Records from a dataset
//! Transport layer error types

use thiserror::Error;

/// Transport layer errors
#[derive(Error, Debug, Clone, PartialEq)]
pub enum TransportError {
    /// WebSocket connection error
    #[error("WebSocket connection error: {message}")]
    ConnectionError { message: String },

    /// WebSocket protocol error
    #[error("WebSocket protocol error: {message}")]
    ProtocolError { message: String },

    /// Message too large
    #[error("Message too large: {size} bytes exceeds limit of {limit} bytes")]
    MessageTooLarge { size: usize, limit: usize },

    /// Connection or write timeout
    #[error("Connection timeout after {timeout_secs} seconds")]
    Timeout { timeout_secs: u64 },

    /// Connection closed unexpectedly
    #[error("Connection closed: {reason}")]
    ConnectionClosed { reason: String },

    /// Connection not ready
    #[error("Connection not ready, current state: {state:?}")]
    NotReady { state: crate::ConnectionState },

    /// IO error
    #[error("IO error: {message}")]
    IoError { message: String },

    /// Handshake error
    #[error("WebSocket handshake error: {message}")]
    HandshakeError { message: String },
}

impl TransportError {
    pub fn closed(reason: impl Into<String>) -> Self {
        TransportError::ConnectionClosed {
            reason: reason.into(),
        }
    }
}

impl From<std::io::Error> for TransportError {
    fn from(err: std::io::Error) -> Self {
        TransportError::IoError {
            message: err.to_string(),
        }
    }
}

impl From<tungstenite::Error> for TransportError {
    fn from(err: tungstenite::Error) -> Self {
        match err {
            tungstenite::Error::ConnectionClosed => {
                TransportError::closed("WebSocket connection closed")
            }
            tungstenite::Error::AlreadyClosed => TransportError::closed("WebSocket already closed"),
            tungstenite::Error::Protocol(msg) => TransportError::ProtocolError {
                message: msg.to_string(),
            },
            tungstenite::Error::Io(io_err) => TransportError::IoError {
                message: io_err.to_string(),
            },
            tungstenite::Error::Http(response) => TransportError::HandshakeError {
                message: format!("HTTP {}", response.status()),
            },
            _ => TransportError::ConnectionError {
                message: err.to_string(),
            },
        }
    }
}

/// Result type for transport operations
pub type TransportResult<T> = Result<T, TransportError>;
#[async_trait]
pub trait IncomingRequestService: Send + Sync {
    fn version(&self) -> OcppVersion;

    fn is_supported(&self, command: IncomingRequestCommand) -> bool;

    fn schema(&self, command: IncomingRequestCommand) -> Option<&PayloadSchema>;

    /// Code reported for structurally malformed payloads
    fn formation_violation(&self) -> CallErrorCode;

    /// Run the command handler. Returns the CallResult payload.
    async fn handle(
        &self,
        station: &ChargingStation,
        command: IncomingRequestCommand,
        payload: Value,
    ) -> RequestResult<Value>;

    /// Process an incoming Call and send its reply. Admission, support and
    /// validation rejections are answered here with a CallError; a handler
    /// fault is logged and returned so the caller can answer it.
    async fn incoming_request_handler(
        &self,
        station: &ChargingStation,
        message_id: &str,
        command_name: &str,
        payload: Value,
    ) -> RequestResult<()> {
        let outcome = match admit(
            station.registration_state().await,
            station.is_strict_compliance(),
        ) {
            Ok(()) => self.dispatch(station, command_name, payload).await,
            Err(e) => Err(e),
        };

        let requests = station.request_service();
        match outcome {
            Ok(response) => requests
                .send_response(station, message_id, response, command_name)
                .await
                .map(|_| ()),
            Err(e @ RequestError::HandlerFault { .. }) => {
                error!(
                    "{} Handling incoming request {} '{}' failed: {}",
                    station.log_prefix(),
                    command_name,
                    message_id,
                    e
                );
                Err(e)
            }
            Err(e) => {
                warn!(
                    "{} Incoming request {} '{}' rejected: {}",
                    station.log_prefix(),
                    command_name,
                    message_id,
                    e
                );
                requests
                    .send_error(station, message_id, &e, command_name)
                    .await
                    .map(|_| ())
            }
        }
    }

    async fn dispatch(
        &self,
        station: &ChargingStation,
        command_name: &str,
        payload: Value,
    ) -> RequestResult<Value> {
        let command = command_name
            .parse::<IncomingRequestCommand>()
            .ok()
            .filter(|c| self.is_supported(*c) && station.template().is_incoming_command_enabled(*c))
            .ok_or_else(|| {
                RequestError::not_implemented(format!(
                    "{} incoming request is not supported by OCPP {}",
                    command_name,
                    self.version()
                ))
            })?;

        match self.schema(command) {
            Some(schema) => schema.check(&payload).map_err(|violation| RequestError::Validation {
                command: command.to_string(),
                code: violation.call_error_code(self.formation_violation()),
                reason: violation.to_string(),
            })?,
            None => warn!(
                "{} No JSON schema found for {} payload validation",
                station.log_prefix(),
                command
            ),
        }

        debug!("{} Handling {}", station.log_prefix(), command);
        self.handle(station, command, payload).await
    }
}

• Exercise aim: Make a word-for-word copy of the records.

• Answer area:
//! Transport layer error types

use thiserror::Error;

/// Transport layer errors
#[derive(Error, Debug, Clone, PartialEq)]
pub enum TransportError {
    /// WebSocket connection error
    #[error("WebSocket connection error: {message}")]
    ConnectionError { message: String },

    /// WebSocket protocol error
    #[error("WebSocket protocol error: {message}")]
    ProtocolError { message: String },

    /// Message too large
    #[error("Message too large: {size} bytes exceeds limit of {limit} bytes")]
    MessageTooLarge { size: usize, limit: usize },

    /// Connection or write timeout
    #[error("Connection timeout after {timeout_secs} seconds")]
    Timeout { timeout_secs: u64 },

    /// Connection closed unexpectedly
    #[error("Connection closed: {reason}")]
    ConnectionClosed { reason: String },

    /// Connection not ready
    #[error("Connection not ready, current state: {state:?}")]
    NotReady { state: crate::ConnectionState },

    /// IO error
    #[error("IO error: {message}")]
    IoError { message: String },

    /// Handshake error
    #[error("WebSocket handshake error: {message}")]
    HandshakeError { message: String },
}

impl TransportError {
    pub fn closed(reason: impl Into<String>) -> Self {
        TransportError::ConnectionClosed {
            reason: reason.into(),
        }
    }
}

impl From<std::io::Error> for TransportError {
    fn from(err: std::io::Error) -> Self {
        TransportError::IoError {
            message: err.to_string(),
        }
    }
}

impl From<tungstenite::Error> for TransportError {
    fn from(err: tungstenite::Error) -> Self {
        match err {
            tungstenite::Error::ConnectionClosed => {
                TransportError::closed("WebSocket connection closed")
            }
            tungstenite::Error::AlreadyClosed => TransportError::closed("WebSocket already closed"),
            tungstenite::Error::Protocol(msg) => TransportError::ProtocolError {
                message: msg.to_string(),
            },
            tungstenite::Error::Io(io_err) => TransportError::IoError {
                message: io_err.to_string(),
            },
            tungstenite::Error::Http(response) => TransportError::HandshakeError {
                message: format!("HTTP {}", response.status()),
            },
            _ => TransportError::ConnectionError {
                message: err.to_string(),
            },
        }
    }
}

/// Result type for transport operations
pub type TransportResult<T> = Result<T, TransportError>;
#[async_trait]
pub trait IncomingRequestService: Send + Sync {
    fn version(&self) -> OcppVersion;

    fn is_supported(&self, command: IncomingRequestCommand) -> bool;

    fn schema(&self, command: IncomingRequestCommand) -> Option<&PayloadSchema>;

    /// Code reported for structurally malformed payloads
    fn formation_violation(&self) -> CallErrorCode;

    /// Run the command handler. Returns the CallResult payload.
    async fn handle(
        &self,
        station: &ChargingStation,
        command: IncomingRequestCommand,
        payload: Value,
    ) -> RequestResult<Value>;

    /// Process an incoming Call and send its reply. Admission, support and
    /// validation rejections are answered here with a CallError; a handler
    /// fault is logged and returned so the caller can answer it.
    async fn incoming_request_handler(
        &self,
        station: &ChargingStation,
        message_id: &str,
        command_name: &str,
        payload: Value,
    ) -> RequestResult<()> {
        let outcome = match admit(
            station.registration_state().await,
            station.is_strict_compliance(),
        ) {
            Ok(()) => self.dispatch(station, command_name, payload).await,
            Err(e) => Err(e),
        };

        let requests = station.request_service();
        match outcome {
            Ok(response) => requests
                .send_response(station, message_id, response, command_name)
                .await
                .map(|_| ()),
            Err(e @ RequestError::HandlerFault { .. }) => {
                error!(
                    "{} Handling incoming request {} '{}' failed: {}",
                    station.log_prefix(),
                    command_name,
                    message_id,
                    e
                );
                Err(e)
            }
            Err(e) => {
                warn!(
                    "{} Incoming request {} '{}' rejected: {}",
                    station.log_prefix(),
                    command_name,
                    message_id,
                    e
                );
                requests
                    .send_error(station, message_id, &e, command_name)
                    .await
                    .map(|_| ())
            }
        }
    }

    async fn dispatch(
        &self,
        station: &ChargingStation,
        command_name: &str,
        payload: Value,
    ) -> RequestResult<Value> {
        let command = command_name
            .parse::<IncomingRequestCommand>()
            .ok()
            .filter(|c| self.is_supported(*c) && station.template().is_incoming_command_enabled(*c))
            .ok_or_else(|| {
                RequestError::not_implemented(format!(
                    "{} incoming request is not supported by OCPP {}",
                    command_name,
                    self.version()
                ))
            })?;

        match self.schema(command) {
            Some(schema) => schema.check(&payload).map_err(|violation| RequestError::Validation {
                command: command.to_string(),
                code: violation.call_error_code(self.formation_violation()),
                reason: violation.to_string(),
            })?,
            None => warn!(
                "{} No JSON schema found for {} payload validation",
                station.log_prefix(),
                command
            ),
        }

        debug!("{} Handling {}", station.log_prefix(), command);
        self.handle(station, command, payload).await
    }
}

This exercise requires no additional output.